**Problem statement:**
Each record is to be reproduced verbatim.

=== Data records ===

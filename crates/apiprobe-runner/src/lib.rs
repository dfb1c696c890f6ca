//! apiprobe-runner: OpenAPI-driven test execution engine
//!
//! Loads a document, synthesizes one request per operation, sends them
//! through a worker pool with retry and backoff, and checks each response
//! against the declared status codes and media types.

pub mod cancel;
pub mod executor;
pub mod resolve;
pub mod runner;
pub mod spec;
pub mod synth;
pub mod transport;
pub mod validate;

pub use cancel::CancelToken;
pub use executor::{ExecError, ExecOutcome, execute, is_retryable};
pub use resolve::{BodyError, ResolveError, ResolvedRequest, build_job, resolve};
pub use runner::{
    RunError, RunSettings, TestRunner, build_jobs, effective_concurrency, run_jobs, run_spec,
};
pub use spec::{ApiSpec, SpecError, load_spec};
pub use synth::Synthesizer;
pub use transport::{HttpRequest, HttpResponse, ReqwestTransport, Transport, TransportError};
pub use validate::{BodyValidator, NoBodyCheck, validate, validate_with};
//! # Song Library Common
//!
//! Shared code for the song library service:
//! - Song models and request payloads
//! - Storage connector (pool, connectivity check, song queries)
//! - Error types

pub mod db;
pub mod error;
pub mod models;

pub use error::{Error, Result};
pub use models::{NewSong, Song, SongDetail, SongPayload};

===

**Task output:**
filename crates/apiprobe-runner/src/lib.rs
repository dfb1c696c890f6ca
//! apiprobe-runner: OpenAPI-driven test execution engine
//!
//! Loads a document, synthesizes one request per operation, sends them
//! through a worker pool with retry and backoff, and checks each response
//! against the declared status codes and media types.

pub mod cancel;
pub mod executor;
pub mod resolve;
pub mod runner;
pub mod spec;
pub mod synth;
pub mod transport;
pub mod validate;

pub use cancel::CancelToken;
pub use executor::{ExecError, ExecOutcome, execute, is_retryable};
pub use resolve::{BodyError, ResolveError, ResolvedRequest, build_job, resolve};
pub use runner::{
    RunError, RunSettings, TestRunner, build_jobs, effective_concurrency, run_jobs, run_spec,
};
pub use spec::{ApiSpec, SpecError, load_spec};
pub use synth::Synthesizer;
pub use transport::{HttpRequest, HttpResponse, ReqwestTransport, Transport, TransportError};
pub use validate::{BodyValidator, NoBodyCheck, validate, validate_with};
//! # Song Library Common
//!
//! Shared code for the song library service:
//! - Song models and request payloads
//! - Storage connector (pool, connectivity check, song queries)
//! - Error types

pub mod db;
pub mod error;
pub mod models;

pub use error::{Error, Result};
pub use models::{NewSong, Song, SongDetail, SongPayload};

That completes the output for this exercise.